2023 College Basketball Invitational
- Teams: 16
- Finals site: Ocean Center, Daytona Beach, Florida
- Champions: Charlotte 49ers (1st title)
- Runner-up: Eastern Kentucky Colonels (1st title game)
- Semifinalists: Radford Highlanders (1st semifinal); Southern Utah Thunderbirds (1st semifinal);
- Winning coach: Ron Sanchez (1st title)
- MVP: Brice Williams (Charlotte)
- Attendance: 4,295 (tournament) 771 (championship game)
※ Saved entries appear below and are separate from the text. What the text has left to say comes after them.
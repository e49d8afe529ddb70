use crate::math::Sector;
use anyhow::{bail, ensure, Result};
use bytemuck::pod_collect_to_vec;
use ndarray::Array2;
use std::{io::Cursor, mem};
use tiff::decoder::{Decoder, DecodingResult};

/// A decoded elevation raster covering the sector of its tile.
///
/// Rows run from north to south and columns from west to east, the first and last
/// row and column lie exactly on the sector edges.
#[derive(Clone, Debug)]
pub struct ElevationImage {
    sector: Sector,
    data: Array2<f32>,
    min_elevation: f32,
    max_elevation: f32,
}

impl ElevationImage {
    /// # Panics
    /// Panics if the raster has less than two rows or columns.
    pub fn new(sector: Sector, data: Array2<f32>) -> Self {
        assert!(
            data.nrows() >= 2 && data.ncols() >= 2,
            "An elevation raster needs at least 2 x 2 samples."
        );

        let (min_elevation, max_elevation) = data
            .iter()
            .fold((f32::MAX, f32::MIN), |(min, max), &value| (min.min(value), max.max(value)));

        Self {
            sector,
            data,
            min_elevation,
            max_elevation,
        }
    }

    /// Decodes the bytes of an elevation tile of the given mime type.
    pub fn decode(bytes: &[u8], image_format: &str, width: u32, height: u32, sector: Sector) -> Result<Self> {
        match image_format {
            "application/bil16" | "application/bil" => Self::from_bil16(bytes, width, height, sector),
            "image/tiff" => Self::from_tiff(bytes, sector),
            _ => bail!("Unsupported elevation format {image_format}."),
        }
    }

    /// Decodes a raw grid of little endian 16 bit integers.
    pub fn from_bil16(bytes: &[u8], width: u32, height: u32, sector: Sector) -> Result<Self> {
        let (width, height) = (width as usize, height as usize);

        ensure!(
            bytes.len() == width * height * mem::size_of::<i16>(),
            "Expected {} bytes for a {width} x {height} bil16 tile, got {}.",
            width * height * mem::size_of::<i16>(),
            bytes.len()
        );
        ensure!(width >= 2 && height >= 2, "Invalid bil16 tile size {width} x {height}.");

        let samples: Vec<i16> = pod_collect_to_vec(bytes);
        let data: Vec<f32> = samples
            .into_iter()
            .map(|sample| i16::from_le(sample) as f32)
            .collect();

        Ok(Self::new(sector, Array2::from_shape_vec((height, width), data)?))
    }

    pub fn from_tiff(bytes: &[u8], sector: Sector) -> Result<Self> {
        let mut decoder = Decoder::new(Cursor::new(bytes))?;
        let (width, height) = decoder.dimensions()?;
        let (width, height) = (width as usize, height as usize);

        ensure!(width >= 2 && height >= 2, "Invalid tiff tile size {width} x {height}.");

        let data: Vec<f32> = match decoder.read_image()? {
            DecodingResult::I16(data) => data.into_iter().map(f32::from).collect(),
            DecodingResult::U16(data) => data.into_iter().map(f32::from).collect(),
            DecodingResult::I32(data) => data.into_iter().map(|value| value as f32).collect(),
            DecodingResult::F32(data) => data,
            DecodingResult::F64(data) => data.into_iter().map(|value| value as f32).collect(),
            _ => bail!("Unsupported tiff sample type."),
        };

        Ok(Self::new(sector, Array2::from_shape_vec((height, width), data)?))
    }

    pub fn sector(&self) -> &Sector {
        &self.sector
    }

    pub fn width(&self) -> usize {
        self.data.ncols()
    }

    pub fn height(&self) -> usize {
        self.data.nrows()
    }

    pub fn min_elevation(&self) -> f64 {
        self.min_elevation as f64
    }

    pub fn max_elevation(&self) -> f64 {
        self.max_elevation as f64
    }

    pub fn size_in_bytes(&self) -> usize {
        mem::size_of::<Self>() + self.data.len() * mem::size_of::<f32>()
    }

    /// Bilinearly interpolates the elevation at the location, which is clamped to the sector.
    pub fn sample(&self, latitude: f64, longitude: f64) -> f64 {
        let sector = &self.sector;
        let (max_x, max_y) = ((self.width() - 1) as f64, (self.height() - 1) as f64);

        let s = ((longitude - sector.min_longitude()) / sector.delta_longitude()).clamp(0.0, 1.0);
        let t = ((sector.max_latitude() - latitude) / sector.delta_latitude()).clamp(0.0, 1.0);

        let (x, y) = (s * max_x, t * max_y);
        let (x0, y0) = (x.floor().min(max_x - 1.0), y.floor().min(max_y - 1.0));
        let (fx, fy) = (x - x0, y - y0);
        let (x0, y0) = (x0 as usize, y0 as usize);

        let value = |row: usize, column: usize| self.data[[row, column]] as f64;

        let north = value(y0, x0) * (1.0 - fx) + value(y0, x0 + 1) * fx;
        let south = value(y0 + 1, x0) * (1.0 - fx) + value(y0 + 1, x0 + 1) * fx;

        north * (1.0 - fy) + south * fy
    }
}
use crate::{
    config::GlobeConfig,
    retrieval::FileRetriever,
    scene::GlobeScene,
    services::RuntimeServices,
    view::NavigatorState,
};
use bevy::prelude::*;
use std::sync::Arc;

/// Marks the camera the globe is drawn for.
#[derive(Clone, Copy, Debug, Default, Component)]
pub struct GlobeView;

/// The plugin of the virtual globe.
///
/// Inserts the [`RuntimeServices`] and the [`GlobeScene`] built from the config,
/// and draws a frame of the scene for the first [`GlobeView`] camera at the end of every update.
#[derive(Clone, Default)]
pub struct GlobePlugin {
    pub config: GlobeConfig,
}

impl Plugin for GlobePlugin {
    fn build(&self, app: &mut App) {
        let services = RuntimeServices::new(&self.config.retrieval);
        let scene = GlobeScene::from_config(&self.config, services.clone(), Arc::new(FileRetriever));

        app.insert_resource(self.config.clone())
            .insert_resource(services)
            .insert_resource(scene)
            .add_systems(Last, update_globe_view);
    }
}

/// Builds the navigator state from the globe view camera and draws the frame.
pub fn update_globe_view(
    mut scene: ResMut<GlobeScene>,
    views: Query<(&GlobalTransform, &Projection, &Camera), With<GlobeView>>,
) {
    let Some((transform, projection, camera)) = views.iter().find(|(_, _, camera)| camera.is_active) else {
        return;
    };

    let Projection::Perspective(perspective) = projection else {
        return;
    };

    let Some(viewport) = camera.physical_viewport_size() else {
        return;
    };

    let (near, far) = (perspective.near as f64, perspective.far as f64);

    if viewport.x == 0 || viewport.y == 0 || near <= 0.0 || far <= near {
        return;
    }

    let navigator = NavigatorState::new(
        transform.compute_matrix().as_dmat4(),
        perspective.fov as f64,
        viewport,
        near,
        far,
    );

    scene.draw_frame(navigator);
}

#[cfg(test)]
mod tests {
    use super::*;

    #[test]
    fn plugin_inserts_the_scene() {
        let mut app = App::new();
        app.add_plugins(GlobePlugin::default());

        app.world_mut().spawn((GlobeView, GlobalTransform::default()));
        app.update();

        assert!(app.world().contains_resource::<RuntimeServices>());
        assert!(app.world().contains_resource::<GlobeConfig>());

        // the view has no camera, so no frame is drawn
        assert_eq!(app.world().resource::<GlobeScene>().frame_number(), 0);
    }
}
= 2023 College Basketball Invitational =

Single-elimination college basketball tournament

The 2023 College Basketball Invitational (CBI) was a single-elimination, fully-bracketed men's college basketball postseason tournament featuring 16 National Collegiate Athletic Association (NCAA) Division I teams not selected to participate in the NCAA Division I men's basketball tournament or the National Invitation Tournament (NIT). The 15th edition of the tournament began on March 18 and concluded on March 22. All games were played at Ocean Center in Daytona Beach, Florida. Semifinal and championship games aired on ESPN2. The tournament was won by Charlotte.

==Participating teams==
Teams in the CBI were seeded 1–16.

Note: Team records are before playing in the tournament

| Seed | Team | Conference | Record | Appearance | Last bid |
|---|---|---|---|---|---|
| 1 | Indiana State | Missouri Valley | 22–12 | 2nd | 2010 |
| 2 | San Jose State | Mountain West | 20–13 | 2nd | 2011 |
| 3 | Charlotte | C-USA | 18–14 | 1st | Never |
| 4 | Southern Utah | WAC | 22–12 | 1st | Never |
| 5 | Duquesne | A-10 | 20–12 | 4th | 2016 |
| 6 | Stetson | ASUN | 17–13 | 2nd | 2021 |
| 7 | Tarleton State | WAC | 17–16 | 1st | Never |
| 8 | Eastern Kentucky | ASUN | 20–13 | 2nd | 2010 |
| 9 | Cleveland State | Horizon | 21–13 | 1st | Never |
| 10 | Radford | Big South | 19–14 | 3rd | 2015 |
| 11 | Milwaukee | Horizon | 21–11 | 2nd | 2012 |
| 12 | Rice | C-USA | 18–15 | 3rd | 2022 |
| 13 | North Alabama | ASUN | 18–14 | 1st | Never |
| 14 | Western Carolina | Southern | 18–15 | 2nd | 2016 |
| 15 | Southern Indiana | Ohio Valley | 16–16 | 1st | Never |
| 16 | USC Upstate | Big South | 16–15 | 1st | Never |

==Schedule==

Game: Time; Matchup; Score; Television; Attendance; Box score
First round – Saturday, March 18
1: 12:00 p.m.; (1) Indiana State vs. (16) USC Upstate; 67–62; FloHoops; 876
2: 2:30 p.m.; (4) Southern Utah vs. (13) North Alabama; 72–50
3: 5:00 p.m.; (2) San Jose State vs. (15) Southern Indiana; 77–52
4: 7:30 p.m.; (3) Charlotte vs. (14) Western Carolina; 65–56
First round – Sunday, March 19
5: 12:00 p.m.; (8) Eastern Kentucky vs. (9) Cleveland State; 91–75^{OT}; FloHoops; 922
6: 2:30 p.m.; (5) Duquesne vs. (12) Rice; 78–84
7: 5:00 p.m.; (7) Tarleton State vs. (10) Radford; 70–72^{OT}
8: 7:30 p.m.; (6) Stetson vs. (11) Milwaukee; 83–87^{OT}
Quarterfinals – Monday, March 20
9: 12:00 p.m.; (1) Indiana State vs. (8) Eastern Kentucky; 88–89^{OT}; FloHoops; 764
10: 2:00 p.m.; (4) Southern Utah vs. (12) Rice; 81–79
11: 4:30 p.m.; (2) San Jose State vs. (10) Radford; 57–67
12: 6:30 p.m.; (3) Charlotte vs. (11) Milwaukee; 76–65
Semifinals – Tuesday, March 21
13: 7:00 p.m.; (8) Eastern Kentucky vs. (4) Southern Utah; 108–106^{2OT}; ESPN2; 962
14: 9:30 p.m.; (10) Radford vs. (3) Charlotte; 56–63
Championship – Wednesday, March 22
15: 5:00 p.m.; (8) Eastern Kentucky vs. (3) Charlotte; 68–71; ESPN2; 771
Game times in Eastern Time. (#) Rankings denote tournament seed.